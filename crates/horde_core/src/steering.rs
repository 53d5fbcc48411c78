//! Steering math and obstacle-aware movement.
//!
//! These are stateless building blocks. [`crate::simulation::CrowdSim`]
//! decides which of them run for each agent on each tick.

use crate::config::{SteeringConfig, TypeStats};
use crate::math::Vec2;
use crate::navigation::NavigationField;
use crate::spatial::SpatialHashGrid;

/// Unit vector from `from` toward `target`, or zero when they coincide.
#[must_use]
pub fn seek_direction(from: Vec2, target: Vec2) -> Vec2 {
    (target - from).normalize_or_zero()
}

/// Unit vector from `target` toward `from`.
///
/// An agent standing exactly on the target flees along +x.
#[must_use]
pub fn flee_direction(from: Vec2, target: Vec2) -> Vec2 {
    let away = (from - target).normalize_or_zero();
    if away.is_zero() {
        Vec2::new(1.0, 0.0)
    } else {
        away
    }
}

/// Push on agent `i` at `pi` from agent `j` at `pj`.
///
/// Direction is from `pj` to `pi`; magnitude is `(radius - d) / radius`, so
/// the two agents of a pair receive equal and opposite pushes. Coincident
/// agents are split along the x axis by index order.
#[must_use]
pub fn separation_push(pi: Vec2, i: u32, pj: Vec2, j: u32, radius: f32) -> Vec2 {
    let offset = pi - pj;
    let d_sq = offset.length_squared();
    if d_sq >= radius * radius {
        return Vec2::ZERO;
    }
    let d = d_sq.sqrt();
    if d <= f32::EPSILON {
        let sign = if i < j { -1.0 } else { 1.0 };
        return Vec2::new(sign, 0.0);
    }
    offset * ((radius - d) / (radius * d))
}

/// Summed separation push on agent `index` from its grid neighbors.
///
/// Neighbor indices at or past `alive` are stale grid entries and are
/// skipped. Returns the push and the number of neighbors examined.
#[must_use]
pub fn separation(
    index: usize,
    positions: &[Vec2],
    alive: usize,
    grid: &SpatialHashGrid,
    config: &SteeringConfig,
) -> (Vec2, usize) {
    let me = positions[index];
    let mut push = Vec2::ZERO;
    let examined = grid.for_each_neighbor(
        grid.cell_of(me),
        index as u32,
        config.max_neighbors,
        |other| {
            let j = other as usize;
            if j < alive {
                push += separation_push(me, index as u32, positions[j], other, config.separation_radius);
            }
        },
    );
    (push, examined)
}

/// Blend a flow vector into a seek direction. Zero flow leaves seek
/// untouched.
#[must_use]
pub fn blend_flow(seek: Vec2, flow: Vec2, weight: f32) -> Vec2 {
    if flow.is_zero() {
        return seek;
    }
    let blended = (seek * (1.0 - weight) + flow * weight).normalize_or_zero();
    if blended.is_zero() {
        seek
    } else {
        blended
    }
}

/// Combine seek and separation with the tier's weights into a velocity at
/// the tier's max speed.
#[must_use]
pub fn steer(seek: Vec2, separation: Vec2, stats: &TypeStats) -> Vec2 {
    (seek * stats.seek_weight + separation * stats.separation_weight).normalize_or_zero()
        * stats.max_speed
}

/// How a displacement was resolved against obstacles.
#[derive(Debug, Clone, Copy, PartialEq, Eq)]
pub enum MoveOutcome {
    /// The full displacement was applied.
    Full,
    /// Only the X component was applied.
    SlideX,
    /// Only the Y component was applied.
    SlideY,
    /// Nothing could be applied.
    Blocked,
    /// No displacement was requested.
    Idle,
}

/// Move `from` by `delta`, sliding along an axis when the full step lands
/// in a blocked cell.
#[must_use]
pub fn resolve_move(from: Vec2, delta: Vec2, nav: &NavigationField) -> (Vec2, MoveOutcome) {
    if delta.is_zero() {
        return (from, MoveOutcome::Idle);
    }
    let full = from + delta;
    if !nav.is_blocked_at_world_point(full) {
        return (full, MoveOutcome::Full);
    }
    let x_only = Vec2::new(from.x + delta.x, from.y);
    if delta.x != 0.0 && !nav.is_blocked_at_world_point(x_only) {
        return (x_only, MoveOutcome::SlideX);
    }
    let y_only = Vec2::new(from.x, from.y + delta.y);
    if delta.y != 0.0 && !nav.is_blocked_at_world_point(y_only) {
        return (y_only, MoveOutcome::SlideY);
    }
    (from, MoveOutcome::Blocked)
}

/// Search rings around `at` for the first unblocked point.
///
/// Rings grow by `unstuck_ring_step` up to `unstuck_max_radius`, each probed
/// at `unstuck_samples` evenly spaced angles starting at +x. Returns `None`
/// if every sample is blocked.
#[must_use]
pub fn unstuck(at: Vec2, nav: &NavigationField, config: &SteeringConfig) -> Option<Vec2> {
    let samples = config.unstuck_samples.max(1);
    let step_angle = std::f32::consts::TAU / samples as f32;
    let mut radius = config.unstuck_ring_step;
    while radius <= config.unstuck_max_radius {
        for k in 0..samples {
            let candidate = at + Vec2::from_polar(k as f32 * step_angle, radius);
            if !nav.is_blocked_at_world_point(candidate) {
                return Some(candidate);
            }
        }
        radius += config.unstuck_ring_step;
    }
    None
}

#[cfg(test)]
mod tests {
    use super::*;
    use crate::math::WorldBounds;

    fn open_nav() -> NavigationField {
        NavigationField::new(WorldBounds::new(Vec2::ZERO, Vec2::new(100.0, 100.0)), 10.0).unwrap()
    }

    #[test]
    fn test_seek_and_flee_are_opposite() {
        let from = Vec2::new(3.0, 4.0);
        let seek = seek_direction(from, Vec2::ZERO);
        let flee = flee_direction(from, Vec2::ZERO);
        assert!((seek.x + flee.x).abs() < 1e-6);
        assert!((seek.y + flee.y).abs() < 1e-6);
        assert!((seek.length() - 1.0).abs() < 1e-6);
    }

    #[test]
    fn test_flee_on_target_goes_positive_x() {
        assert_eq!(flee_direction(Vec2::ZERO, Vec2::ZERO), Vec2::new(1.0, 0.0));
    }

    #[test]
    fn test_separation_pushes_oppose() {
        let radius = 20.0;
        let a = Vec2::new(0.0, 0.0);
        let b = Vec2::new(5.0, 0.0);
        let on_a = separation_push(a, 0, b, 1, radius);
        let on_b = separation_push(b, 1, a, 0, radius);

        assert_eq!(on_a, -on_b);
        assert!(on_a.x < 0.0);
        // (20 - 5) / 20
        assert!((on_a.length() - 0.75).abs() < 1e-6);
    }

    #[test]
    fn test_separation_push_scales_with_overlap() {
        let radius = 20.0;
        let near = separation_push(Vec2::ZERO, 0, Vec2::new(2.0, 0.0), 1, radius).length();
        let far = separation_push(Vec2::ZERO, 0, Vec2::new(18.0, 0.0), 1, radius).length();
        assert!(near > far);
        assert!((far - 0.1).abs() < 1e-6);
    }

    #[test]
    fn test_no_push_outside_radius() {
        assert_eq!(
            separation_push(Vec2::ZERO, 0, Vec2::new(20.0, 0.0), 1, 20.0),
            Vec2::ZERO
        );
    }

    #[test]
    fn test_coincident_agents_split() {
        let p = Vec2::new(7.0, 7.0);
        let on_low = separation_push(p, 2, p, 5, 20.0);
        let on_high = separation_push(p, 5, p, 2, 20.0);
        assert_eq!(on_low, Vec2::new(-1.0, 0.0));
        assert_eq!(on_high, Vec2::new(1.0, 0.0));
    }

    #[test]
    fn test_separation_skips_stale_indices() {
        let config = SteeringConfig::default();
        let positions = [Vec2::new(50.0, 50.0), Vec2::new(55.0, 50.0)];
        let mut grid =
            SpatialHashGrid::new(WorldBounds::new(Vec2::ZERO, Vec2::new(100.0, 100.0)), 32.0);
        grid.build_all(&positions);

        let (push, examined) = separation(0, &positions, 1, &grid, &config);
        assert_eq!(examined, 1);
        assert_eq!(push, Vec2::ZERO);

        let (push, _) = separation(0, &positions, 2, &grid, &config);
        assert!(push.x < 0.0);
    }

    #[test]
    fn test_blend_flow_ignores_zero_flow() {
        let seek = Vec2::new(0.0, 1.0);
        assert_eq!(blend_flow(seek, Vec2::ZERO, 0.6), seek);
        let blended = blend_flow(seek, Vec2::new(1.0, 0.0), 0.5);
        assert!((blended.x - blended.y).abs() < 1e-6);
    }

    #[test]
    fn test_steer_scales_to_max_speed() {
        let stats = TypeStats {
            max_speed: 50.0,
            seek_weight: 1.0,
            separation_weight: 2.0,
            max_hit_points: 1,
            touch_damage: 1,
            attack_cooldown_ms: 100.0,
            fear_trigger_radius: 100.0,
        };
        let v = steer(Vec2::new(1.0, 0.0), Vec2::new(0.0, 0.5), &stats);
        assert!((v.length() - 50.0).abs() < 1e-3);
        assert!((v.x - v.y).abs() < 1e-3);
    }

    #[test]
    fn test_resolve_move_full_when_open() {
        let nav = open_nav();
        let (p, outcome) = resolve_move(Vec2::new(5.0, 5.0), Vec2::new(3.0, 4.0), &nav);
        assert_eq!(outcome, MoveOutcome::Full);
        assert_eq!(p, Vec2::new(8.0, 9.0));
    }

    #[test]
    fn test_resolve_move_slides_along_wall() {
        let mut nav = open_nav();
        // Wall filling the row y in 20..30.
        nav.add_obstacle_rect(Vec2::new(0.0, 20.0), Vec2::new(100.0, 9.0));
        let (p, outcome) = resolve_move(Vec2::new(15.0, 15.0), Vec2::new(2.0, 8.0), &nav);
        assert_eq!(outcome, MoveOutcome::SlideX);
        assert_eq!(p, Vec2::new(17.0, 15.0));
    }

    #[test]
    fn test_resolve_move_slides_y_when_x_blocked() {
        let mut nav = open_nav();
        // Wall filling the column x in 20..30.
        nav.add_obstacle_rect(Vec2::new(20.0, 0.0), Vec2::new(9.0, 100.0));
        let (p, outcome) = resolve_move(Vec2::new(15.0, 15.0), Vec2::new(8.0, 2.0), &nav);
        assert_eq!(outcome, MoveOutcome::SlideY);
        assert_eq!(p, Vec2::new(15.0, 17.0));
    }

    #[test]
    fn test_resolve_move_blocked_in_corner() {
        let mut nav = open_nav();
        nav.add_obstacle_rect(Vec2::new(20.0, 0.0), Vec2::new(9.0, 100.0));
        nav.add_obstacle_rect(Vec2::new(0.0, 20.0), Vec2::new(100.0, 9.0));
        let (p, outcome) = resolve_move(Vec2::new(15.0, 15.0), Vec2::new(8.0, 8.0), &nav);
        assert_eq!(outcome, MoveOutcome::Blocked);
        assert_eq!(p, Vec2::new(15.0, 15.0));
    }

    #[test]
    fn test_unstuck_finds_nearest_open_ring() {
        let mut nav = open_nav();
        nav.add_obstacle_circle(Vec2::new(55.0, 55.0), 4.0);
        let config = SteeringConfig {
            unstuck_ring_step: 10.0,
            unstuck_max_radius: 30.0,
            ..SteeringConfig::default()
        };
        let freed = unstuck(Vec2::new(55.0, 55.0), &nav, &config).unwrap();
        assert!(!nav.is_blocked_at_world_point(freed));
        assert!((freed.distance(Vec2::new(55.0, 55.0)) - 10.0).abs() < 1e-3);
    }

    #[test]
    fn test_unstuck_gives_up_when_buried() {
        let mut nav = open_nav();
        nav.add_obstacle_rect(Vec2::ZERO, Vec2::new(100.0, 100.0));
        let config = SteeringConfig {
            unstuck_ring_step: 5.0,
            unstuck_max_radius: 20.0,
            ..SteeringConfig::default()
        };
        assert_eq!(unstuck(Vec2::new(50.0, 50.0), &nav, &config), None);
    }
}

WORK REQUEST: From the first line of the listing above through the line that contains "let offset = pi - pj;", set down each line without alteration, and nothing else.

WRITTEN RESPONSE:
filename crates/horde_core/src/steering.rs
repository 53d5fbcc48411c78
//! Steering math and obstacle-aware movement.
//!
//! These are stateless building blocks. [`crate::simulation::CrowdSim`]
//! decides which of them run for each agent on each tick.

use crate::config::{SteeringConfig, TypeStats};
use crate::math::Vec2;
use crate::navigation::NavigationField;
use crate::spatial::SpatialHashGrid;

/// Unit vector from `from` toward `target`, or zero when they coincide.
#[must_use]
pub fn seek_direction(from: Vec2, target: Vec2) -> Vec2 {
    (target - from).normalize_or_zero()
}

/// Unit vector from `target` toward `from`.
///
/// An agent standing exactly on the target flees along +x.
#[must_use]
pub fn flee_direction(from: Vec2, target: Vec2) -> Vec2 {
    let away = (from - target).normalize_or_zero();
    if away.is_zero() {
        Vec2::new(1.0, 0.0)
    } else {
        away
    }
}

/// Push on agent `i` at `pi` from agent `j` at `pj`.
///
/// Direction is from `pj` to `pi`; magnitude is `(radius - d) / radius`, so
/// the two agents of a pair receive equal and opposite pushes. Coincident
/// agents are split along the x axis by index order.
#[must_use]
pub fn separation_push(pi: Vec2, i: u32, pj: Vec2, j: u32, radius: f32) -> Vec2 {
    let offset = pi - pj;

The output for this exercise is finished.